Gender, racial preferences Conventional wisdom also says that because he's a white man facing a
black man or white woman (barring some extraordinary occurrence) at the top of
the other ticket, McCain should have a female or minority (or both) on his
ticket. Since McCain is a senator - and his wife runs the family business he
married into - he should have a governor or someone with an administrative
background. Since McCain is a moderate Republican, he should have a rock-solid
conservative on the ticket. Since he represents a western state, McCain should
tap an easterner, preferably from a swing state that the running mate could tip
into McCain's corner.
No one fits all of those criteria. McCain's former rival for the nomination
Mitt Romney may tick the most boxes. Given his amazing reversals of belief
between governing Massachusetts and running for president, a bit of gender
bending or a race change shouldn't be beyond Romney. There's little hope he
could deliver Massachusetts to the Republicans, but his father George was
governor of Michigan, Mitt won the primary there in January, and Democrats
could suffer in the state due to the fight over the primary date that's left
the state without any voice for choosing the nominee.

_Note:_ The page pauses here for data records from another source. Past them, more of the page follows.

#[cfg(test)]
mod tests {
    use super::*;
    use crate::claims::FixedClock;
    use crate::handle::KeyMaterial;
    use zeroize::Zeroizing;

    const NOW: i64 = 1_700_000_000;

    fn oct(byte: u8, kid: &str) -> KeyHandle {
        KeyHandle::new(KeyMaterial::Symmetric(Zeroizing::new(vec![byte; 16]))).with_kid(kid)
    }

    fn pipeline() -> Pipeline {
        Pipeline::new(PipelineConfig::default().with_clock(FixedClock::at_unix(NOW)))
    }

    fn hs256(key: KeyHandle) -> SignOptions {
        SignOptions {
            algorithm: SignatureAlgorithm::Hs256,
            private_key: Some(key.clone()),
            public_key: Some(key),
            key_id: "k1".to_string(),
            ..SignOptions::default()
        }
    }

    fn direct(key: KeyHandle) -> EncodeOptions {
        EncodeOptions {
            algorithm: KeyManagement::Direct,
            private_key: Some(key.clone()),
            public_key: Some(key),
            ..EncodeOptions::default()
        }
    }

    #[test]
    fn signed_envelope_round_trip() {
        let sign = hs256(oct(1, ""));
        let encode = direct(oct(2, "enc-key"));
        let sealed = pipeline()
            .sign_then_encrypt(br#"{"role":"admin"}"#, &sign, &encode)
            .unwrap();
        let signed = sealed.signed.as_ref().unwrap();
        assert_eq!(signed.token.header["kid"], "k1");

        let jwe = JweParts::decode(&sealed.envelope).unwrap();
        let header = jwe.protected_header().unwrap();
        assert_eq!(header["cty"], "JWT");
        assert_eq!(header["kid"], "enc-key");

        let opened = pipeline().decrypt_then_verify(&sealed.envelope, &encode, &sign).unwrap();
        assert_eq!(opened.trust, Trust::Verified);
        assert_eq!(opened.plaintext, signed.serialized.as_bytes());
        let token = opened.token.unwrap();
        assert_eq!(token.claims["role"], "admin");
        assert_eq!(token.claims["exp"], NOW + 3600);
    }

    #[test]
    fn unsigned_payload_is_reproduced_exactly() {
        let encode = direct(oct(2, ""));
        let payload = b"not json at all \x00\xff";
        let sealed = pipeline()
            .sign_then_encrypt(payload, &SignOptions::default(), &encode)
            .unwrap();
        assert!(sealed.signed.is_none());
        let header = JweParts::decode(&sealed.envelope).unwrap().protected_header().unwrap();
        assert!(!header.contains_key("cty"));

        let opened = pipeline()
            .decrypt_then_verify(&sealed.envelope, &encode, &SignOptions::default())
            .unwrap();
        assert_eq!(opened.plaintext, payload);
        assert_eq!(opened.trust, Trust::NotChecked);
        assert!(opened.token.is_none());
    }

    #[test]
    fn wrong_verification_key_warns() {
        let sign = hs256(oct(1, ""));
        let encode = direct(oct(2, ""));
        let sealed = pipeline().sign_then_encrypt(b"{}", &sign, &encode).unwrap();
        let other = SignOptions {
            public_key: Some(oct(9, "")),
            ..sign
        };
        let opened = pipeline().decrypt_then_verify(&sealed.envelope, &encode, &other).unwrap();
        assert!(opened.trust.warning().is_some());
        assert!(opened.token.is_some());
    }

    #[test]
    fn mismatched_kid_warns() {
        let sign = hs256(oct(1, ""));
        let signed = pipeline().sign(b"{}", &sign).unwrap();
        let other = SignOptions {
            key_id: "k2".to_string(),
            ..sign
        };
        let checked = pipeline().verify(&signed.serialized, &other).unwrap();
        assert!(checked.trust.warning().unwrap().reason.contains("k2"));
    }

    #[test]
    fn expired_token_warns() {
        let sign = SignOptions {
            duration: "-1m".to_string(),
            ..hs256(oct(1, ""))
        };
        let signed = pipeline().sign(b"{}", &sign).unwrap();
        let checked = pipeline().verify(&signed.serialized, &sign).unwrap();
        assert!(checked.trust.warning().unwrap().reason.contains("expired"));
    }

    #[test]
    fn leeway_tolerates_recent_expiry() {
        let sign = SignOptions {
            duration: "-1m".to_string(),
            ..hs256(oct(1, ""))
        };
        let signed = pipeline().sign(b"{}", &sign).unwrap();
        let lenient = Pipeline::new(
            PipelineConfig::default()
                .with_clock(FixedClock::at_unix(NOW))
                .with_leeway(chrono::Duration::minutes(2)),
        );
        assert_eq!(lenient.verify(&signed.serialized, &sign).unwrap().trust, Trust::Verified);
    }

    #[test]
    fn invalid_duration_uses_configured_default() {
        let short = Pipeline::new(
            PipelineConfig::default()
                .with_clock(FixedClock::at_unix(NOW))
                .with_default_duration(chrono::Duration::minutes(10)),
        );
        let sign = SignOptions {
            duration: "soon".to_string(),
            ..hs256(oct(1, ""))
        };
        let signed = short.sign(b"{}", &sign).unwrap();
        assert_eq!(signed.warnings.len(), 1);
        assert_eq!(signed.token.claims["exp"], NOW + 600);
    }

    #[test]
    fn inspect_skips_verification() {
        let signed = pipeline().sign(br#"{"sub":"dave"}"#, &hs256(oct(1, ""))).unwrap();
        let token = inspect(&signed.serialized).unwrap();
        assert_eq!(token.header["alg"], "HS256");
        assert_eq!(token.kid(), Some("k1"));
        assert_eq!(token.claims["sub"], "dave");

        assert!(matches!(inspect("not.a.token.at.all"), Err(Error::EnvelopeParse(_))));
    }

    #[test]
    fn non_object_claims_fail_at_claims_step() {
        let err = pipeline()
            .sign_then_encrypt(b"[1]", &hs256(oct(1, "")), &direct(oct(2, "")))
            .unwrap_err();
        assert!(matches!(
            err,
            Error::EnvelopeConstructionFailed {
                step: PipelineStep::Claims,
                ..
            }
        ));
    }

    #[test]
    fn missing_keys_are_reported() {
        let err = pipeline()
            .sign_then_encrypt(b"{}", &SignOptions::default(), &EncodeOptions::default())
            .unwrap_err();
        assert!(matches!(
            err,
            Error::EnvelopeConstructionFailed {
                step: PipelineStep::Encrypt,
                ..
            }
        ));
        let err = pipeline()
            .decrypt_then_verify("a.b.c.d.e", &EncodeOptions::default(), &SignOptions::default())
            .unwrap_err();
        assert!(matches!(err, Error::EnvelopeParse(_)));
    }
}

But it wouldn't be a perfect marriage: McCain can't stand Romney, and nearly
everyone knows it, especially Romney. As vice president, Romney could look
forward to four years of snubs and worse. Moreover, support for Romney, who
vastly outspent Republican rivals during his primary run, is millimeters deep.
I wouldn't put him on the short list.
McCain's last standing rival, Mike Huckabee, became everyone's favorite
evangelical during his campaign. It's hard not to like a bass-plucking Baptist
preacher. But some Huckabee stances - he doesn't believe in evolution - scare
moderates, and he puts the fear of god in fiscal conservatives who believe on
the seventh day the Almighty pledged, "No new taxes".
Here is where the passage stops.